● EXERCISE INSTRUCTIONS:
Extract from the listing each line in which the word "weights" appears.

§

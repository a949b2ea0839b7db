//! Constituent weighting for the Value-Up index.
//!
//! This crate turns the raw market values of a day's constituents into
//! portfolio weights. The index uses [`CapWeighter`], which limits every
//! constituent to 15% of the portfolio; [`MarketCapWeighter`] gives the
//! uncapped weights for comparison.
//!
//! # Examples
//!
//! ```rust,no_run
//! use valueup_weight::{CapWeighter, MarketValues, Weighter};
//!
//! let weighter = CapWeighter::default();
//! let values: MarketValues = vec![
//!     ("005930".to_string(), 4.7e14),
//!     ("000660".to_string(), 1.0e14),
//!     ("035420".to_string(), 3.2e13),
//! ]
//! .into_iter()
//! .collect();
//!
//! let weights = weighter.weigh(&values).unwrap();
//! ```

mod cap;
mod market_cap;
mod weighter;

// Re-export main types
pub use cap::{CapConfig, CapWeighter};
pub use market_cap::MarketCapWeighter;
pub use weighter::{MarketValues, WeightVector, Weighter};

§

● WRITTEN RESPONSE:
//! portfolio weights. The index uses [`CapWeighter`], which limits every
//! uncapped weights for comparison.
//! let weights = weighter.weigh(&values).unwrap();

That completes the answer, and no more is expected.